## REQUIRED ACTION
In the records below, find the line containing "pub mod timestamp;" and the line containing "let store: Rc<dyn"; please repeat exactly the lines from one to the other, both included, and nothing more.

Collected data
//! Column resolution and row decoding for each entity
//!
//! Each `*Columns` struct resolves its column indices once per table, failing
//! with `MissingColumn` for required ones, then decodes rows. The same
//! decoders serve the wide table and the normalized tables since both use
//! the same column names.

use super::table::{Row, Table};
use crate::error::DashboardResult;
use crate::model::{columns, Customer, Order, OrderItem, Payment, Product, Seller};

pub struct OrderColumns {
    order_id: usize,
    customer_id: usize,
    status: usize,
    purchase: usize,
    approved: Option<usize>,
    carrier: Option<usize>,
    delivered: Option<usize>,
    estimated: Option<usize>,
}

impl OrderColumns {
    pub fn resolve(table: &Table) -> DashboardResult<Self> {
        Ok(Self {
            order_id: table.require(columns::ORDER_ID)?,
            customer_id: table.require(columns::CUSTOMER_ID)?,
            status: table.require(columns::ORDER_STATUS)?,
            purchase: table.require(columns::PURCHASE_TIMESTAMP)?,
            approved: table.optional(columns::APPROVED_AT),
            carrier: table.optional(columns::DELIVERED_CARRIER_DATE),
            delivered: table.optional(columns::DELIVERED_CUSTOMER_DATE),
            estimated: table.optional(columns::ESTIMATED_DELIVERY_DATE),
        })
    }

    pub fn read(&self, row: &Row) -> DashboardResult<Order> {
        Ok(Order {
            order_id: row.text(self.order_id).to_string(),
            customer_id: row.text(self.customer_id).to_string(),
            purchase_timestamp: row.timestamp(columns::PURCHASE_TIMESTAMP, Some(self.purchase))?,
            approved_at: row.timestamp(columns::APPROVED_AT, self.approved)?,
            delivered_carrier_date: row.timestamp(columns::DELIVERED_CARRIER_DATE, self.carrier)?,
            delivered_customer_date: row.timestamp(columns::DELIVERED_CUSTOMER_DATE, self.delivered)?,
            estimated_delivery_date: row.timestamp(columns::ESTIMATED_DELIVERY_DATE, self.estimated)?,
            status: row.text(self.status).to_string(),
        })
    }
}

pub struct ItemColumns {
    order_id: usize,
    order_item_id: Option<usize>,
    seller_id: usize,
    product_id: Option<usize>,
    price: usize,
}

impl ItemColumns {
    pub fn resolve(table: &Table) -> DashboardResult<Self> {
        Ok(Self {
            order_id: table.require(columns::ORDER_ID)?,
            order_item_id: table.optional(columns::ORDER_ITEM_ID),
            seller_id: table.require(columns::SELLER_ID)?,
            product_id: table.optional(columns::PRODUCT_ID),
            price: table.require(columns::PRICE)?,
        })
    }

    pub fn has_item_id(&self) -> bool {
        self.order_item_id.is_some()
    }

    /// `None` for rows that carry no item (an order without lines in a wide table)
    pub fn read(&self, row: &Row) -> DashboardResult<Option<OrderItem>> {
        let seller_id = row.text(self.seller_id);
        let product_id = row.opt_text(self.product_id).unwrap_or("");
        if seller_id.is_empty() && product_id.is_empty() {
            return Ok(None);
        }

        Ok(Some(OrderItem {
            order_id: row.text(self.order_id).to_string(),
            order_item_id: row.opt_text(self.order_item_id).map(str::to_string),
            seller_id: seller_id.to_string(),
            product_id: product_id.to_string(),
            price: row.amount(columns::PRICE, Some(self.price))?,
        }))
    }
}

pub struct CustomerColumns {
    customer_id: usize,
    city: usize,
    state: Option<usize>,
}

impl CustomerColumns {
    pub fn resolve(table: &Table) -> DashboardResult<Self> {
        Ok(Self {
            customer_id: table.require(columns::CUSTOMER_ID)?,
            city: table.require(columns::CUSTOMER_CITY)?,
            state: table.optional(columns::CUSTOMER_STATE),
        })
    }

    pub fn read(&self, row: &Row) -> Option<Customer> {
        let customer_id = row.text(self.customer_id);
        if customer_id.is_empty() {
            return None;
        }

        Some(Customer {
            customer_id: customer_id.to_string(),
            city: row.text(self.city).to_string(),
            state: row.opt_text(self.state).unwrap_or("").to_string(),
        })
    }
}

pub struct SellerColumns {
    seller_id: usize,
    city: usize,
    state: Option<usize>,
}

impl SellerColumns {
    pub fn resolve(table: &Table) -> DashboardResult<Self> {
        Ok(Self {
            seller_id: table.require(columns::SELLER_ID)?,
            city: table.require(columns::SELLER_CITY)?,
            state: table.optional(columns::SELLER_STATE),
        })
    }

    pub fn read(&self, row: &Row) -> Option<Seller> {
        let seller_id = row.text(self.seller_id);
        if seller_id.is_empty() {
            return None;
        }

        Some(Seller {
            seller_id: seller_id.to_string(),
            city: row.text(self.city).to_string(),
            state: row.opt_text(self.state).unwrap_or("").to_string(),
        })
    }
}

pub struct PaymentColumns {
    order_id: usize,
    sequential: Option<usize>,
    payment_type: usize,
    value: Option<usize>,
}

impl PaymentColumns {
    pub fn resolve(table: &Table) -> DashboardResult<Self> {
        Ok(Self {
            order_id: table.require(columns::ORDER_ID)?,
            sequential: table.optional(columns::PAYMENT_SEQUENTIAL),
            payment_type: table.require(columns::PAYMENT_TYPE)?,
            value: table.optional(columns::PAYMENT_VALUE),
        })
    }

    pub fn has_sequential(&self) -> bool {
        self.sequential.is_some()
    }

    pub fn read(&self, row: &Row) -> DashboardResult<Option<Payment>> {
        let payment_type = row.text(self.payment_type);
        if payment_type.is_empty() {
            return Ok(None);
        }

        Ok(Some(Payment {
            order_id: row.text(self.order_id).to_string(),
            payment_sequential: row.opt_text(self.sequential).map(str::to_string),
            payment_type: payment_type.to_string(),
            value: row.amount(columns::PAYMENT_VALUE, self.value)?,
        }))
    }
}

pub struct ProductColumns {
    product_id: usize,
    category: Option<usize>,
}

impl ProductColumns {
    pub fn resolve(table: &Table) -> DashboardResult<Self> {
        Ok(Self {
            product_id: table.require(columns::PRODUCT_ID)?,
            category: table.optional(columns::PRODUCT_CATEGORY),
        })
    }

    pub fn read(&self, row: &Row) -> Option<Product> {
        let product_id = row.text(self.product_id);
        if product_id.is_empty() {
            return None;
        }

        Some(Product {
            product_id: product_id.to_string(),
            category: row.opt_text(self.category).map(str::to_string),
        })
    }
}
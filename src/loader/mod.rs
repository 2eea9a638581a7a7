//! Data Loader - CSV sources into immutable order stores
//!
//! # Architecture
//!
//! ```text
//! SourceSet (name → path) → Table (header + records) → *Columns decoders
//!     ↓
//! DenormalizedStore | NormalizedStore
//!     ↓
//! LoaderCache (memoized per shape + source set)
//! ```

pub mod cache;
pub mod records;
pub mod sources;
pub mod table;
pub mod timestamp;

pub use cache::LoaderCache;
pub use sources::{DataShape, SourceSet};
pub use table::{Row, Table};
pub use timestamp::{parse_date, parse_timestamp};

use crate::error::DashboardResult;
use crate::store::{DenormalizedStore, NormalizedStore, OrderStore};
use std::rc::Rc;

/// Load a store of the given shape, reading every file of the source set
pub fn load_store(shape: DataShape, sources: &SourceSet) -> DashboardResult<Rc<dyn OrderStore>> {
    log::info!("📥 Loading {} dataset", shape.as_str());
    for (name, path) in sources.iter() {
        log::debug!("   {}: {}", name, path.display());
    }

    let store: Rc<dyn OrderStore> = match shape {
        DataShape::Denormalized => Rc::new(DenormalizedStore::load(sources)?),
        DataShape::Normalized => Rc::new(NormalizedStore::load(sources)?),
    };
    Ok(store)
}
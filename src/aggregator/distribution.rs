//! Grouped counts: city rankings and categorical mixes

use crate::filter::FilteredOrders;
use crate::store::OrderStore;
use std::collections::{HashMap, HashSet};

/// `(label, count)` pairs, highest count first
pub type Ranking = Vec<(String, usize)>;

pub const DEFAULT_TOP_N: usize = 10;

#[derive(Debug, Clone, Copy, PartialEq, Eq)]
pub enum CityKind {
    Customers,
    Sellers,
}

impl CityKind {
    pub fn as_str(&self) -> &'static str {
        match self {
            CityKind::Customers => "customers",
            CityKind::Sellers => "sellers",
        }
    }
}

#[derive(Debug, Clone, Copy, PartialEq, Eq)]
pub enum Category {
    PaymentType,
    OrderStatus,
}

/// Count labels, then sort by count descending. The sort is stable over
/// first-seen order so ties keep their input order.
fn rank<'a>(labels: impl IntoIterator<Item = &'a str>) -> Ranking {
    let mut positions: HashMap<&str, usize> = HashMap::new();
    let mut counts: Vec<(String, usize)> = Vec::new();

    for label in labels {
        if label.is_empty() {
            continue;
        }
        match positions.get(label) {
            Some(&idx) => counts[idx].1 += 1,
            None => {
                positions.insert(label, counts.len());
                counts.push((label.to_string(), 1));
            }
        }
    }

    counts.sort_by(|a, b| b.1.cmp(&a.1));
    counts
}

/// Distinct customers (or sellers) per city, top `n`
///
/// Customers come from the filtered orders; sellers from the items of the
/// filtered orders. Entities without a known city are skipped.
pub fn top_n_city_distribution<S: OrderStore + ?Sized>(
    filtered: &FilteredOrders<'_, S>,
    kind: CityKind,
    n: usize,
) -> Ranking {
    let store = filtered.store();
    let mut seen: HashSet<&str> = HashSet::new();
    let mut cities: Vec<&str> = Vec::new();
    let mut unknown = 0usize;

    match kind {
        CityKind::Customers => {
            for order in filtered.orders() {
                let id = order.customer_id.as_str();
                if !seen.insert(id) {
                    continue;
                }
                match store.customer(id) {
                    Some(customer) => cities.push(customer.city.as_str()),
                    None => unknown += 1,
                }
            }
        }
        CityKind::Sellers => {
            for item in filtered.items() {
                let id = item.seller_id.as_str();
                if !seen.insert(id) {
                    continue;
                }
                match store.seller(id) {
                    Some(seller) => cities.push(seller.city.as_str()),
                    None => unknown += 1,
                }
            }
        }
    }

    if unknown > 0 {
        log::debug!("{} {} without a known city", unknown, kind.as_str());
    }

    let mut ranking = rank(cities);
    ranking.truncate(n);
    ranking
}

/// Frequency of a categorical column: payment types over the payments of the
/// filtered orders, or statuses over the filtered orders themselves
pub fn categorical_distribution<S: OrderStore + ?Sized>(
    filtered: &FilteredOrders<'_, S>,
    category: Category,
) -> Ranking {
    match category {
        Category::PaymentType => rank(filtered.payments().map(|p| p.payment_type.as_str())),
        Category::OrderStatus => rank(filtered.orders().iter().map(|o| o.status.as_str())),
    }
}

/// Items per product category over the items of the filtered orders, top `n`
pub fn top_n_category_distribution<S: OrderStore + ?Sized>(
    filtered: &FilteredOrders<'_, S>,
    n: usize,
) -> Ranking {
    let store = filtered.store();
    let categories = filtered.items().filter_map(|item| {
        store
            .product(&item.product_id)
            .and_then(|product| product.category.as_deref())
    });

    let mut ranking = rank(categories);
    ranking.truncate(n);
    ranking
}
use chrono::{NaiveDate, NaiveDateTime};

const DATETIME_FORMATS: [&str; 4] = [
    "%Y-%m-%d %H:%M:%S",
    "%Y-%m-%d %H:%M:%S%.f",
    "%Y-%m-%dT%H:%M:%S",
    "%Y-%m-%d %H:%M",
];

/// Parse a timestamp cell. Date-only values resolve to midnight.
pub fn parse_timestamp(raw: &str) -> Option<NaiveDateTime> {
    let raw = raw.trim();

    DATETIME_FORMATS
        .iter()
        .find_map(|format| NaiveDateTime::parse_from_str(raw, format).ok())
        .or_else(|| {
            NaiveDate::parse_from_str(raw, "%Y-%m-%d")
                .ok()
                .and_then(|date| date.and_hms_opt(0, 0, 0))
        })
}

/// Parse a calendar date given on the command line or in the environment
pub fn parse_date(raw: &str) -> Option<NaiveDate> {
    NaiveDate::parse_from_str(raw.trim(), "%Y-%m-%d").ok()
}

#[cfg(test)]
mod tests {
    use super::*;
    use chrono::{Datelike, Timelike};

    #[test]
    fn test_accepted_formats() {
        let full = parse_timestamp("2018-01-18 23:09:36").unwrap();
        assert_eq!((full.year(), full.month(), full.day()), (2018, 1, 18));
        assert_eq!(full.second(), 36);

        assert!(parse_timestamp("2018-01-18T23:09:36").is_some());
        assert!(parse_timestamp("2018-01-18 23:09").is_some());
        assert!(parse_timestamp("2018-01-18 23:09:36.250").is_some());

        let date_only = parse_timestamp("2018-01-18").unwrap();
        assert_eq!(date_only.hour(), 0);
    }

    #[test]
    fn test_rejects_garbage() {
        assert!(parse_timestamp("18/01/2018").is_none());
        assert!(parse_timestamp("2018-13-01").is_none());
        assert!(parse_timestamp("yesterday").is_none());
        assert!(parse_date("2018-02-30").is_none());
    }
}
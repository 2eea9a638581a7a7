//! Order stores: one adapter per storage shape behind a common view
//!
//! # Architecture
//!
//! ```text
//! main_data.csv ─────────────→ DenormalizedStore ─┐
//!                                                  ├→ OrderStore → filter → aggregator
//! orders/items/customers/... → NormalizedStore ───┘
//! ```
//!
//! Aggregates only ever reach items, payments, customers and sellers
//! through an order, so a date filter on orders applies to everything.

pub mod denormalized;
pub mod normalized;

pub use denormalized::DenormalizedStore;
pub use normalized::NormalizedStore;

use crate::loader::DataShape;
use crate::model::{Customer, Order, OrderItem, Payment, Product, Seller};

pub trait OrderStore {
    fn shape(&self) -> DataShape;

    /// Distinct orders in source order
    fn orders(&self) -> &[Order];

    /// Items belonging to an order (empty when it has none)
    fn items(&self, order_id: &str) -> &[OrderItem];

    /// Payments belonging to an order (empty when it has none)
    fn payments(&self, order_id: &str) -> &[Payment];

    fn customer(&self, customer_id: &str) -> Option<&Customer>;

    fn seller(&self, seller_id: &str) -> Option<&Seller>;

    fn product(&self, product_id: &str) -> Option<&Product>;
}
//! Aggregator - read-only views over a filtered order set
//!
//! Every view starts from the same [`FilteredOrders`](crate::filter::FilteredOrders);
//! items, payments, customers and sellers are reached through the filtered
//! order identifiers, never filtered by date on their own.

pub mod distribution;
pub mod totals;
pub mod trend;

pub use distribution::{
    categorical_distribution, top_n_category_distribution, top_n_city_distribution, Category,
    CityKind, Ranking, DEFAULT_TOP_N,
};
pub use totals::{avg_order_value, total_customers, total_orders, total_payments, total_revenue};
pub use trend::{monthly_order_trend, MonthlyCount, YearMonth};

## OUTPUT
pub mod timestamp;

pub use cache::LoaderCache;
pub use sources::{DataShape, SourceSet};
pub use table::{Row, Table};
pub use timestamp::{parse_date, parse_timestamp};

use crate::error::DashboardResult;
use crate::store::{DenormalizedStore, NormalizedStore, OrderStore};
use std::rc::Rc;

/// Load a store of the given shape, reading every file of the source set
pub fn load_store(shape: DataShape, sources: &SourceSet) -> DashboardResult<Rc<dyn OrderStore>> {
    log::info!("📥 Loading {} dataset", shape.as_str());
    for (name, path) in sources.iter() {
        log::debug!("   {}: {}", name, path.display());
    }

    let store: Rc<dyn OrderStore> = match shape {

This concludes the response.